TASK PROMPT.
Look through the entries. Copy each line that has the word "orchestration".

(Collected data)
= = = = =
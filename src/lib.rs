//! # EventFlow Core
//!
//! Reactive DAG orchestration engine for multi-stage evaluation pipelines.
//!
//! ## Overview
//!
//! An evaluation run ("flow") executes a statically declared DAG of
//! processors: transcription feeds grammar and sentiment scoring, scorers
//! feed the final report, and so on per flow type. The orchestrator is
//! purely callback-driven; it reacts to processor results, unlocks
//! dependents the moment their last dependency completes, and routes
//! critical failures through a termination processor so every run ends in
//! exactly one terminal state.
//!
//! ## Key Components
//!
//! - **DAG registry** ([`registry`]): validated per-flow-type dependency
//!   declarations plus processor-to-queue routing
//! - **Processor contract** ([`processor`]): the pluggable scoring unit with
//!   classified failures and optional degraded fallbacks
//! - **Run state store** ([`store`]): per-flow locked state, the single
//!   source of truth for orchestration decisions
//! - **Orchestration** ([`orchestration`]): discovery, finalization, the
//!   orchestrator callbacks and the system bootstrap
//! - **Dispatcher** ([`dispatcher`]): asynchronous execution with retry and
//!   exponential backoff
//! - **Events** ([`events`]): broadcast lifecycle events for observers
//!
//! ## Example
//!
//! ```no_run
//! use eventflow_core::config::EventFlowConfig;
//! use eventflow_core::orchestration::EventFlowSystem;
//! use eventflow_core::registry::ProcessorRegistry;
//!
//! # async fn run() -> eventflow_core::Result<()> {
//! let processors = ProcessorRegistry::with_builtin_processors();
//! // register scoring processors here
//! let system = EventFlowSystem::start(EventFlowConfig::default(), processors)?;
//!
//! let flow_id = system
//!     .orchestrator()
//!     .start_new_eventflow("speaking", Default::default(), "user-42")
//!     .await?;
//! # let _ = flow_id;
//! # Ok(())
//! # }
//! ```

pub mod config;
pub mod constants;
pub mod dispatcher;
pub mod error;
pub mod events;
pub mod logging;
pub mod models;
pub mod orchestration;
pub mod processor;
pub mod registry;
pub mod state_machine;
pub mod store;

pub use config::EventFlowConfig;
pub use error::{EventFlowError, Result};
pub use logging::init_structured_logging;
pub use models::{FailureDetail, Flow, FlowId, ResultMap, RootArguments};
pub use orchestration::{EventFlowOrchestrator, EventFlowSystem};
pub use processor::{Processor, ProcessorContext, ProcessorFailure, ProcessorId};
pub use registry::{DagRegistry, FlowDag, ProcessorRegistry};
pub use state_machine::{FlowState, ProcessorStatus};
pub use store::FlowSnapshot;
= = = = =
EXERCISE OUTPUT.
//! Reactive DAG orchestration engine for multi-stage evaluation pipelines.
//!   source of truth for orchestration decisions
//! - **Orchestration** ([`orchestration`]): discovery, finalization, the
//! use eventflow_core::orchestration::EventFlowSystem;
pub mod orchestration;
pub use orchestration::{EventFlowOrchestrator, EventFlowSystem};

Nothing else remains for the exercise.